The skeletons you see here have a double meaning for Collins, and don’t be fooled, with Collins you are dealing with an experienced artist that is as sophisticated in his meanings as any 14th century artist. These ‘portraits of the dead’ if you will, have their source in a series of paintings of “Women in hats” exhibited in Halifax in 1979. Collins took the series and presents it anew here except the women are now skeletons, better dressed skeletons, better painted skeletons, with eccentric dresses and hats worthy of a kind of painterly couture that take your mind and your view away from the idea of death. The pictures function as Vanitas, a painterly form, that has been a part of the Collins encyclopedic paint box from the beginning. A Vanitas painting is a still life picture in which a skull often appears as well as other symbolic objects that underline the transience of life and the inevitability of our mortality. But Collins’ ever deceiving lusciousness of painting and desire to be in discord with the seriousness of death and therefore with the seriousness of art itself allows you to fulfill the promise of art, to apprehend the joy of life, the joy promised by art. 

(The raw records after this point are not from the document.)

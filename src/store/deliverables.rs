//! Deliverable rows, scoped through the owning work package.

use sqlx::{Row, SqlitePool};

use crate::error::{Error, Result};
use crate::models::Deliverable;

const NOT_FOUND: &str = "Deliverable not found.";

const SELECT: &str = "SELECT d.id, d.work_package_id, d.name, d.description, d.deadline
	FROM deliverables d JOIN work_packages w ON w.id = d.work_package_id";

fn deliverable_from_row(row: &sqlx::sqlite::SqliteRow) -> Result<Deliverable> {
	Ok(Deliverable {
		id: row.try_get("id")?,
		work_package_id: row.try_get("work_package_id")?,
		name: row.try_get("name")?,
		description: row.try_get("description")?,
		deadline: row.try_get("deadline")?,
	})
}

pub async fn list(pool: &SqlitePool, project_id: i64) -> Result<Vec<Deliverable>> {
	let sql = format!("{} WHERE w.project_id = ? ORDER BY d.deadline, d.id", SELECT);
	let rows = sqlx::query(&sql).bind(project_id).fetch_all(pool).await?;
	rows.iter().map(deliverable_from_row).collect()
}

pub async fn get(pool: &SqlitePool, project_id: i64, id: i64) -> Result<Deliverable> {
	let sql = format!("{} WHERE d.id = ? AND w.project_id = ?", SELECT);
	let row = sqlx::query(&sql)
		.bind(id)
		.bind(project_id)
		.fetch_optional(pool)
		.await?;
	match row {
		Some(row) => deliverable_from_row(&row),
		None => Err(Error::NotFound(NOT_FOUND.to_string())),
	}
}

/// The owning work package was resolved within scope by the caller.
pub async fn create(pool: &SqlitePool, deliverable: &Deliverable) -> Result<Deliverable> {
	let result = sqlx::query(
		"INSERT INTO deliverables (work_package_id, name, description, deadline)
		 VALUES (?, ?, ?, ?)",
	)
	.bind(deliverable.work_package_id)
	.bind(&deliverable.name)
	.bind(&deliverable.description)
	.bind(deliverable.deadline)
	.execute(pool)
	.await?;

	Ok(Deliverable {
		id: result.last_insert_rowid(),
		..deliverable.clone()
	})
}

pub async fn update(
	pool: &SqlitePool,
	project_id: i64,
	id: i64,
	deliverable: &Deliverable,
) -> Result<Deliverable> {
	let result = sqlx::query(
		"UPDATE deliverables SET work_package_id = ?, name = ?, description = ?, deadline = ?
		 WHERE id = ? AND work_package_id IN (SELECT id FROM work_packages WHERE project_id = ?)",
	)
	.bind(deliverable.work_package_id)
	.bind(&deliverable.name)
	.bind(&deliverable.description)
	.bind(deliverable.deadline)
	.bind(id)
	.bind(project_id)
	.execute(pool)
	.await?;
	if result.rows_affected() == 0 {
		return Err(Error::NotFound(NOT_FOUND.to_string()));
	}

	Ok(Deliverable {
		id,
		..deliverable.clone()
	})
}

pub async fn delete(pool: &SqlitePool, project_id: i64, id: i64) -> Result<()> {
	let result = sqlx::query(
		"DELETE FROM deliverables
		 WHERE id = ? AND work_package_id IN (SELECT id FROM work_packages WHERE project_id = ?)",
	)
	.bind(id)
	.bind(project_id)
	.execute(pool)
	.await?;
	if result.rows_affected() == 0 {
		return Err(Error::NotFound(NOT_FOUND.to_string()));
	}
	Ok(())
}
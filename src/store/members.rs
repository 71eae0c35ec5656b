//! TeamMember rows.
//!
//! Members are shared across projects, so nothing here takes a project
//! scope. Deleting a member detaches it from every work package and
//! task and drops its budget entries, but leaves those parents alive.

use std::collections::HashMap;

use rust_decimal::Decimal;
use sqlx::{Row, SqlitePool};

use crate::error::{Error, Result};
use crate::models::TeamMember;
use crate::store::{parse_decimal, placeholders, round_money};

const NOT_FOUND: &str = "User not found.";

fn member_from_row(row: &sqlx::sqlite::SqliteRow) -> Result<TeamMember> {
	let raw_wage: String = row.try_get("wage")?;
	Ok(TeamMember {
		id: row.try_get("id")?,
		name: row.try_get("name")?,
		wage: parse_decimal(&raw_wage)?,
	})
}

pub async fn list(pool: &SqlitePool) -> Result<Vec<TeamMember>> {
	let rows = sqlx::query("SELECT id, name, wage FROM team_members ORDER BY id")
		.fetch_all(pool)
		.await?;
	rows.iter().map(member_from_row).collect()
}

pub async fn get(pool: &SqlitePool, id: i64) -> Result<TeamMember> {
	let row = sqlx::query("SELECT id, name, wage FROM team_members WHERE id = ?")
		.bind(id)
		.fetch_optional(pool)
		.await?;
	match row {
		Some(row) => member_from_row(&row),
		None => Err(Error::NotFound(NOT_FOUND.to_string())),
	}
}

pub async fn create(pool: &SqlitePool, name: &str, wage: Decimal) -> Result<TeamMember> {
	let wage = round_money(wage);
	let result = sqlx::query("INSERT INTO team_members (name, wage) VALUES (?, ?)")
		.bind(name)
		.bind(wage.to_string())
		.execute(pool)
		.await?;

	Ok(TeamMember {
		id: result.last_insert_rowid(),
		name: name.to_string(),
		wage,
	})
}

pub async fn update(pool: &SqlitePool, id: i64, name: &str, wage: Decimal) -> Result<TeamMember> {
	let wage = round_money(wage);
	let result = sqlx::query("UPDATE team_members SET name = ?, wage = ? WHERE id = ?")
		.bind(name)
		.bind(wage.to_string())
		.bind(id)
		.execute(pool)
		.await?;
	if result.rows_affected() == 0 {
		return Err(Error::NotFound(NOT_FOUND.to_string()));
	}

	Ok(TeamMember {
		id,
		name: name.to_string(),
		wage,
	})
}

/// Deletes the member after detaching it from work packages, tasks and
/// budget entries.
pub async fn delete(pool: &SqlitePool, id: i64) -> Result<()> {
	let mut tx = pool.begin().await?;

	let exists = sqlx::query("SELECT id FROM team_members WHERE id = ?")
		.bind(id)
		.fetch_optional(&mut *tx)
		.await?;
	if exists.is_none() {
		return Err(Error::NotFound(NOT_FOUND.to_string()));
	}

	sqlx::query("DELETE FROM work_package_members WHERE member_id = ?")
		.bind(id)
		.execute(&mut *tx)
		.await?;
	sqlx::query("DELETE FROM task_members WHERE member_id = ?")
		.bind(id)
		.execute(&mut *tx)
		.await?;
	sqlx::query("DELETE FROM budget_entries WHERE member_id = ?")
		.bind(id)
		.execute(&mut *tx)
		.await?;
	sqlx::query("DELETE FROM team_members WHERE id = ?")
		.bind(id)
		.execute(&mut *tx)
		.await?;

	tx.commit().await?;
	Ok(())
}

/// Resolves the given ids to names. Ids with no row are simply absent
/// from the map, which is how validators detect unknown members.
pub async fn names(pool: &SqlitePool, ids: &[i64]) -> Result<HashMap<i64, String>> {
	if ids.is_empty() {
		return Ok(HashMap::new());
	}
	let sql = format!(
		"SELECT id, name FROM team_members WHERE id IN ({})",
		placeholders(ids.len())
	);
	let mut query = sqlx::query(&sql);
	for id in ids {
		query = query.bind(id);
	}
	let rows = query.fetch_all(pool).await?;

	let mut found = HashMap::with_capacity(rows.len());
	for row in &rows {
		found.insert(row.try_get("id")?, row.try_get("name")?);
	}
	Ok(found)
}
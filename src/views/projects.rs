//! Project endpoints.
//!
//! Projects are scoped by the authenticated account directly; they are
//! the one entity reachable without an `X-Project-Id` header, since
//! clients list them to pick the active project in the first place.

use async_trait::async_trait;
use sqlx::SqlitePool;

use crate::error::Result;
use crate::http::{Handler, Request, Response};
use crate::serializers::{ProjectPatch, ProjectSerializer, validate_payload};
use crate::store;
use crate::views::{deleted, item_id, method_not_allowed, require_auth};

const NOT_FOUND: &str = "Project not found.";

pub struct ProjectCollection {
	pool: SqlitePool,
}

impl ProjectCollection {
	pub fn new(pool: SqlitePool) -> Self {
		Self { pool }
	}
}

#[async_trait]
impl Handler for ProjectCollection {
	async fn handle(&self, request: Request) -> Result<Response> {
		let auth = require_auth(&request)?;
		match request.method.as_str() {
			"GET" => {
				let projects = store::projects::list(&self.pool, auth.account_id).await?;
				Response::ok().with_json(&projects)
			}
			"POST" => {
				let payload: ProjectSerializer = request.json()?;
				validate_payload(&payload)?;
				let created = store::projects::create(
					&self.pool,
					auth.account_id,
					&payload.name,
					payload.start_date,
				)
				.await?;
				tracing::info!(project_id = created.id, "project created");
				Response::created().with_json(&created)
			}
			_ => Err(method_not_allowed(&request.method)),
		}
	}
}

pub struct ProjectItem {
	pool: SqlitePool,
}

impl ProjectItem {
	pub fn new(pool: SqlitePool) -> Self {
		Self { pool }
	}
}

#[async_trait]
impl Handler for ProjectItem {
	async fn handle(&self, request: Request) -> Result<Response> {
		let auth = require_auth(&request)?;
		let id = item_id(&request, NOT_FOUND)?;

		match request.method.as_str() {
			"GET" => {
				let project = store::projects::get(&self.pool, auth.account_id, id).await?;
				Response::ok().with_json(&project)
			}
			"PUT" => {
				let payload: ProjectSerializer = request.json()?;
				validate_payload(&payload)?;
				let updated = store::projects::update(
					&self.pool,
					auth.account_id,
					id,
					&payload.name,
					payload.start_date,
				)
				.await?;
				Response::ok().with_json(&updated)
			}
			"PATCH" => {
				let stored = store::projects::get(&self.pool, auth.account_id, id).await?;
				let patch: ProjectPatch = request.json()?;
				validate_payload(&patch)?;

				let name = patch.name.unwrap_or(stored.name);
				let start_date = patch.start_date.unwrap_or(stored.start_date);
				let updated =
					store::projects::update(&self.pool, auth.account_id, id, &name, start_date)
						.await?;
				Response::ok().with_json(&updated)
			}
			"DELETE" => {
				store::projects::delete(&self.pool, auth.account_id, id).await?;
				tracing::info!(project_id = id, "project deleted");
				deleted("Project")
			}
			_ => Err(method_not_allowed(&request.method)),
		}
	}
}
//! Account rows: registration lookup and creation.

use sqlx::{Row, SqlitePool};

use crate::error::Result;
use crate::models::Account;
use crate::store::map_unique;

fn account_from_row(row: &sqlx::sqlite::SqliteRow) -> Result<Account> {
	Ok(Account {
		id: row.try_get("id")?,
		username: row.try_get("username")?,
		email: row.try_get("email")?,
		password_hash: row.try_get("password_hash")?,
	})
}

/// Inserts a new account. The username is unique; a duplicate maps to
/// a conflict error rather than a bare database failure.
pub async fn create(
	pool: &SqlitePool,
	username: &str,
	email: &str,
	password_hash: &str,
) -> Result<Account> {
	let result = sqlx::query("INSERT INTO accounts (username, email, password_hash) VALUES (?, ?, ?)")
		.bind(username)
		.bind(email)
		.bind(password_hash)
		.execute(pool)
		.await
		.map_err(|e| map_unique(e, "A user with that username already exists."))?;

	Ok(Account {
		id: result.last_insert_rowid(),
		username: username.to_string(),
		email: email.to_string(),
		password_hash: password_hash.to_string(),
	})
}

pub async fn find_by_username(pool: &SqlitePool, username: &str) -> Result<Option<Account>> {
	let row = sqlx::query("SELECT id, username, email, password_hash FROM accounts WHERE username = ?")
		.bind(username)
		.fetch_optional(pool)
		.await?;
	match row {
		Some(row) => Ok(Some(account_from_row(&row)?)),
		None => Ok(None),
	}
}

So as in the Decameron, Collins doesn’t linger on the idea of death and takes you through the skeletons and the Vanitas back to painting and through painting to the depth of his understanding of painting to the still-lifes and landscapes we are accustomed to seeing from him as though saying, ‘yes, we are in dark times, but life goes on.’ Art goes on. So, apprehend, if you will, ‘Joy of Life’, a recent work by Collins, completed in time for this show, that embodies painting at its most expressive, at its most meaningful, a seeming wall of graffiti, by Matisse, by Basquiat and too many other artists that Collins knows about who have now passed to immortality. It’s still life, on top of a landscape, on top of a Vanitas. 

As Collins himself has put it; “Every time I start to paint I have 5000 artists in my head.” It’s more like he has 5000 ideas and thoughts, some conscious, some unconscious, but they all come together on a canvas helping him to put some order in his own chaos, in our chaos, writing his own Decameron.